Extracted data entries:
##########

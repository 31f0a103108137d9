//! In-memory widget tree used headless and in tests.

use std::rc::Rc;

use indexmap::IndexSet;

use crate::context::HostContext;
use crate::error::NodeError;
use crate::kind::{NodeKind, Slot};
use crate::props::{PropValue, Props};
use crate::tree::{live_children, HostTree, PropertySetter};
use crate::NodeId;

#[derive(Clone, Debug)]
pub struct Widget {
    kind: NodeKind,
    tag: String,
    props: Props,
    text: Option<String>,
    parent: Option<NodeId>,
    slots: [Option<NodeId>; Slot::ALL.len()],
    children: IndexSet<NodeId>,
    action_items: Vec<NodeId>,
    tab_items: Option<Rc<[NodeId]>>,
    views: IndexSet<NodeId>,
}

impl Widget {
    fn new(kind: NodeKind, tag: &str) -> Self {
        Self {
            kind,
            tag: tag.to_owned(),
            props: Props::new(),
            text: None,
            parent: None,
            slots: [None; Slot::ALL.len()],
            children: IndexSet::new(),
            action_items: Vec::new(),
            tab_items: None,
            views: IndexSet::new(),
        }
    }

    pub fn kind(&self) -> NodeKind {
        self.kind
    }

    pub fn tag(&self) -> &str {
        &self.tag
    }

    pub fn props(&self) -> &Props {
        &self.props
    }

    pub fn text(&self) -> Option<&str> {
        self.text.as_deref()
    }

    /// Parent recorded by the last attachment. Slots do not clear it when
    /// they are overwritten by a new occupant.
    pub fn parent(&self) -> Option<NodeId> {
        self.parent
    }
}

#[derive(Default)]
pub struct MemoryTree {
    nodes: Vec<Option<Widget>>,
    mutations: usize,
}

impl MemoryTree {
    pub fn new() -> Self {
        Self {
            nodes: Vec::new(),
            mutations: 0,
        }
    }

    /// Number of live nodes.
    pub fn len(&self) -> usize {
        self.nodes.iter().filter(|n| n.is_some()).count()
    }

    pub fn is_empty(&self) -> bool {
        self.len() == 0
    }

    /// Count of mutating primitives applied since creation.
    pub fn mutations(&self) -> usize {
        self.mutations
    }

    pub fn widget(&self, id: NodeId) -> Result<&Widget, NodeError> {
        self.nodes
            .get(id)
            .and_then(Option::as_ref)
            .ok_or(NodeError::Missing { id })
    }

    fn widget_mut(&mut self, id: NodeId) -> Result<&mut Widget, NodeError> {
        self.nodes
            .get_mut(id)
            .and_then(Option::as_mut)
            .ok_or(NodeError::Missing { id })
    }

    fn mutate<R>(
        &mut self,
        id: NodeId,
        f: impl FnOnce(&mut Widget) -> R,
    ) -> Result<R, NodeError> {
        let result = f(self.widget_mut(id)?);
        self.mutations += 1;
        Ok(result)
    }

    fn adopt(&mut self, parent: NodeId, child: NodeId) -> Result<(), NodeError> {
        self.widget_mut(child)?.parent = Some(parent);
        Ok(())
    }

    fn orphan(&mut self, parent: NodeId, child: NodeId) {
        if let Some(Some(widget)) = self.nodes.get_mut(child) {
            if widget.parent == Some(parent) {
                widget.parent = None;
            }
        }
    }

    pub fn set_prop(&mut self, id: NodeId, name: &str, value: Option<PropValue>) -> Result<(), NodeError> {
        self.mutate(id, |widget| match value {
            Some(value) => {
                widget.props.insert(name, value);
            }
            None => {
                widget.props.remove(name);
            }
        })
    }

    pub fn dump_tree(&self, root: Option<NodeId>) -> String {
        let mut output = String::new();
        if let Some(root_id) = root {
            self.dump_node(&mut output, root_id, 0);
        } else {
            output.push_str("(no root)\n");
        }
        output
    }

    fn dump_node(&self, output: &mut String, id: NodeId, depth: usize) {
        let indent = "  ".repeat(depth);
        match self.widget(id) {
            Ok(widget) => {
                match widget.text() {
                    Some(text) => output.push_str(&format!("{indent}[{id}] {text:?}\n")),
                    None => output.push_str(&format!("{indent}[{id}] <{}>\n", widget.tag)),
                }
                for child in live_children(self, id).unwrap_or_default() {
                    self.dump_node(output, child, depth + 1);
                }
            }
            Err(_) => output.push_str(&format!("{indent}[{id}] (missing)\n")),
        }
    }
}

impl HostTree for MemoryTree {
    fn create(&mut self, kind: NodeKind, tag: &str) -> NodeId {
        let id = self.nodes.len();
        self.nodes.push(Some(Widget::new(kind, tag)));
        id
    }

    fn create_text(&mut self, value: &str) -> NodeId {
        let id = self.create(NodeKind::Text, "#text");
        if let Some(Some(widget)) = self.nodes.get_mut(id) {
            widget.text = Some(value.to_owned());
        }
        id
    }

    fn release(&mut self, id: NodeId) -> Result<(), NodeError> {
        let slot = self.nodes.get_mut(id).ok_or(NodeError::Missing { id })?;
        slot.take().ok_or(NodeError::Missing { id })?;
        Ok(())
    }

    fn kind(&self, id: NodeId) -> Result<NodeKind, NodeError> {
        Ok(self.widget(id)?.kind)
    }

    fn text(&self, id: NodeId) -> Result<Option<String>, NodeError> {
        Ok(self.widget(id)?.text.clone())
    }

    fn set_text(&mut self, id: NodeId, value: &str) -> Result<(), NodeError> {
        let kind = self.kind(id)?;
        if kind != NodeKind::Text {
            return Err(NodeError::UnexpectedKind {
                id,
                actual: kind,
                expected: "text node",
            });
        }
        self.mutate(id, |widget| widget.text = Some(value.to_owned()))
    }

    fn slot(&self, id: NodeId, slot: Slot) -> Result<Option<NodeId>, NodeError> {
        Ok(self.widget(id)?.slots[slot.index()])
    }

    fn set_slot(
        &mut self,
        id: NodeId,
        slot: Slot,
        child: Option<NodeId>,
    ) -> Result<(), NodeError> {
        if let Some(child) = child {
            self.adopt(id, child)?;
        }
        let previous = self.mutate(id, |widget| {
            std::mem::replace(&mut widget.slots[slot.index()], child)
        })?;
        if let Some(previous) = previous.filter(|&p| Some(p) != child) {
            self.orphan(id, previous);
        }
        Ok(())
    }

    fn layout_children(&self, parent: NodeId) -> Result<Vec<NodeId>, NodeError> {
        Ok(self.widget(parent)?.children.iter().copied().collect())
    }

    fn child_index(&self, parent: NodeId, child: NodeId) -> Result<Option<usize>, NodeError> {
        Ok(self.widget(parent)?.children.get_index_of(&child))
    }

    fn add_child(&mut self, parent: NodeId, child: NodeId) -> Result<(), NodeError> {
        self.adopt(parent, child)?;
        self.mutate(parent, |widget| {
            widget.children.shift_remove(&child);
            widget.children.insert(child);
        })
    }

    fn insert_child(
        &mut self,
        parent: NodeId,
        child: NodeId,
        index: usize,
    ) -> Result<(), NodeError> {
        self.adopt(parent, child)?;
        self.mutate(parent, |widget| {
            widget.children.shift_remove(&child);
            let index = index.min(widget.children.len());
            widget.children.shift_insert(index, child);
        })
    }

    fn remove_child(&mut self, parent: NodeId, child: NodeId) -> Result<(), NodeError> {
        self.mutate(parent, |widget| {
            widget.children.shift_remove(&child);
        })?;
        self.orphan(parent, child);
        Ok(())
    }

    fn action_items(&self, action_bar: NodeId) -> Result<Vec<NodeId>, NodeError> {
        Ok(self.widget(action_bar)?.action_items.clone())
    }

    fn add_action_item(&mut self, action_bar: NodeId, item: NodeId) -> Result<(), NodeError> {
        self.adopt(action_bar, item)?;
        self.mutate(action_bar, |widget| {
            widget.action_items.retain(|&i| i != item);
            widget.action_items.push(item);
        })
    }

    fn remove_action_item(&mut self, action_bar: NodeId, item: NodeId) -> Result<(), NodeError> {
        self.mutate(action_bar, |widget| widget.action_items.retain(|&i| i != item))?;
        self.orphan(action_bar, item);
        Ok(())
    }

    fn tab_items(&self, tab_view: NodeId) -> Result<Option<Rc<[NodeId]>>, NodeError> {
        Ok(self.widget(tab_view)?.tab_items.clone())
    }

    fn set_tab_items(&mut self, tab_view: NodeId, items: Rc<[NodeId]>) -> Result<(), NodeError> {
        let previous = self.tab_items(tab_view)?.unwrap_or_else(|| Rc::from([]));
        for &item in items.iter() {
            self.adopt(tab_view, item)?;
        }
        for &item in previous.iter().filter(|item| !items.contains(item)) {
            self.orphan(tab_view, item);
        }
        self.mutate(tab_view, |widget| widget.tab_items = Some(items))
    }

    fn views(&self, parent: NodeId) -> Result<Vec<NodeId>, NodeError> {
        Ok(self.widget(parent)?.views.iter().copied().collect())
    }

    fn add_view(&mut self, parent: NodeId, child: NodeId) -> Result<(), NodeError> {
        self.adopt(parent, child)?;
        self.mutate(parent, |widget| {
            widget.views.shift_remove(&child);
            widget.views.insert(child);
        })
    }

    fn remove_view(&mut self, parent: NodeId, child: NodeId) -> Result<(), NodeError> {
        self.mutate(parent, |widget| {
            widget.views.shift_remove(&child);
        })?;
        self.orphan(parent, child);
        Ok(())
    }
}

/// Stores every property verbatim on the widget.
#[derive(Clone, Copy, Debug, Default)]
pub struct MemoryProperties;

impl PropertySetter<MemoryTree> for MemoryProperties {
    fn set_property(
        &mut self,
        tree: &mut MemoryTree,
        node: NodeId,
        name: &str,
        value: Option<&PropValue>,
        _is_initial_apply: bool,
        _context: &HostContext,
    ) {
        if let Err(err) = tree.set_prop(node, name, value.cloned()) {
            log::warn!("[set_property] {name} skipped: {err}");
        }
    }
}

#[cfg(test)]
#[path = "tests/memory_tests.rs"]
mod tests;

##########

DIRECTIONS FOR THIS TASK: Please go through the data above and copy every line that has the word "copied".

EXPECTED ANSWER:
        Ok(self.widget(parent)?.children.iter().copied().collect())
        Ok(self.widget(parent)?.views.iter().copied().collect())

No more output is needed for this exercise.